Collected data entries:

=== Begin Enclosure ===

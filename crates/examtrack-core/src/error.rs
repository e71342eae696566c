//! Error taxonomy for attempt submission and storage.
//!
//! Typed so callers can classify what was committed, and whether retrying
//! is safe, without string matching.

use thiserror::Error;

/// Rejections raised before any storage mutation.
#[derive(Debug, Clone, PartialEq, Eq, Error)]
pub enum ValidationError {
    #[error("attempt references a blank test id")]
    BlankTestId,

    #[error("test not found: {0}")]
    TestNotFound(String),

    #[error("test '{0}' has no questions")]
    EmptyTest(String),

    #[error("attempt {0} is not completed; use save_progress for in-progress attempts")]
    NotCompleted(String),

    /// A completed attempt stored without scoring would be seen by the
    /// dedup ledger and permanently under-credit lifetime stats.
    #[error("attempt {0} is completed; use submit so its stats are committed")]
    AlreadyCompleted(String),
}

/// Failures surfaced by store implementations.
#[derive(Debug, Error)]
pub enum StoreError {
    #[error("attempt not found: {0}")]
    AttemptNotFound(String),

    /// The stats store refused a delta that would corrupt the counters.
    #[error("stats delta rejected: {0}")]
    DeltaRejected(String),

    #[error("storage backend failure: {0}")]
    Backend(String),
}

/// Submission failures, classified by how much state they left behind.
#[derive(Debug, Error)]
pub enum SubmitError {
    /// Rejected during validation; nothing was written.
    #[error("invalid attempt: {0}")]
    Validation(#[from] ValidationError),

    /// The attempt was durably saved but the stats update failed. The caller
    /// must not re-persist the attempt (it would be a duplicate submission);
    /// stats lag and are recomputable from attempt history.
    #[error("attempt {attempt_id} saved but stats update failed: {source}")]
    PartialPersistence {
        attempt_id: String,
        #[source]
        source: StoreError,
    },

    /// Failure before the attempt was durably saved; nothing was committed
    /// and the whole submission can be retried.
    #[error("storage error: {0}")]
    Storage(#[from] StoreError),
}

impl SubmitError {
    /// Whole-submission retry is only safe when nothing was committed.
    pub fn is_retryable(&self) -> bool {
        matches!(self, SubmitError::Storage(_))
    }
}
//! The `examtrack init` command.

use anyhow::Result;

pub fn execute() -> Result<()> {
    std::fs::create_dir_all("banks")?;
    let bank_path = std::path::Path::new("banks/gs-sample.toml");
    if bank_path.exists() {
        println!("banks/gs-sample.toml already exists, skipping.");
    } else {
        std::fs::write(bank_path, SAMPLE_BANK)?;
        println!("Created banks/gs-sample.toml");
    }

    let attempt_path = std::path::Path::new("sample-attempt.json");
    if attempt_path.exists() {
        println!("sample-attempt.json already exists, skipping.");
    } else {
        std::fs::write(attempt_path, SAMPLE_ATTEMPT)?;
        println!("Created sample-attempt.json");
    }

    println!("\nNext steps:");
    println!("  1. Run: examtrack validate --bank banks/gs-sample.toml");
    println!("  2. Run: examtrack submit --bank banks/gs-sample.toml --attempt sample-attempt.json");
    println!("  3. Run: examtrack stats");

    Ok(())
}

const SAMPLE_BANK: &str = r#"[test]
id = "gs-sample"
name = "General Studies Sampler"
time_limit_minutes = 20
negative_marking = true
negative_marking_value = 0.33

[[questions]]
id = "q1"
text = "Which article of the Constitution abolishes untouchability?"
options = ["Article 14", "Article 17", "Article 19", "Article 21"]
correct_option = 1
explanation = "Article 17 abolishes untouchability and forbids its practice."
subject = "Polity"
topic = "Fundamental Rights"
difficulty = "easy"

[[questions]]
id = "q2"
text = "The Dandi March of 1930 protested the tax on which commodity?"
options = ["Cotton", "Indigo", "Salt", "Tea"]
correct_option = 2
explanation = "Gandhi's march to Dandi broke the salt law."
subject = "History"
topic = "Freedom Struggle"
difficulty = "easy"

[[questions]]
id = "q3"
text = "Repo rate is the rate at which the RBI"
options = [
    "borrows from commercial banks",
    "lends to commercial banks",
    "lends to the central government",
    "buys foreign currency",
]
correct_option = 1
explanation = "The repo rate is the RBI's short-term lending rate to banks."
subject = "Economics"
topic = "Monetary Policy"
difficulty = "medium"

[[questions]]
id = "q4"
text = "Who chaired the drafting committee of the Constituent Assembly?"
options = ["Rajendra Prasad", "B. R. Ambedkar", "Jawaharlal Nehru", "B. N. Rau"]
correct_option = 1
subject = "Polity"
topic = "Making of the Constitution"
difficulty = "easy"
"#;

const SAMPLE_ATTEMPT: &str = r#"{
  "id": "sample-attempt-1",
  "test_id": "gs-sample",
  "started_at": "2025-06-10T09:00:00Z",
  "finished_at": "2025-06-10T09:14:30Z",
  "completed": true,
  "custom_name": "First pass",
  "answers": {
    "q1": {
      "question_id": "q1",
      "selected_option": 1,
      "time_spent_secs": 40,
      "status": "answered"
    },
    "q2": {
      "question_id": "q2",
      "selected_option": 2,
      "time_spent_secs": 35,
      "status": "answered"
    },
    "q3": {
      "question_id": "q3",
      "selected_option": 0,
      "time_spent_secs": 80,
      "status": "answered"
    }
  }
}
"#;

=== End Enclosure ===

# What this task involves
Looking at the data above, count every line holding the word "text" and state only the count.

# Answer to the problem
4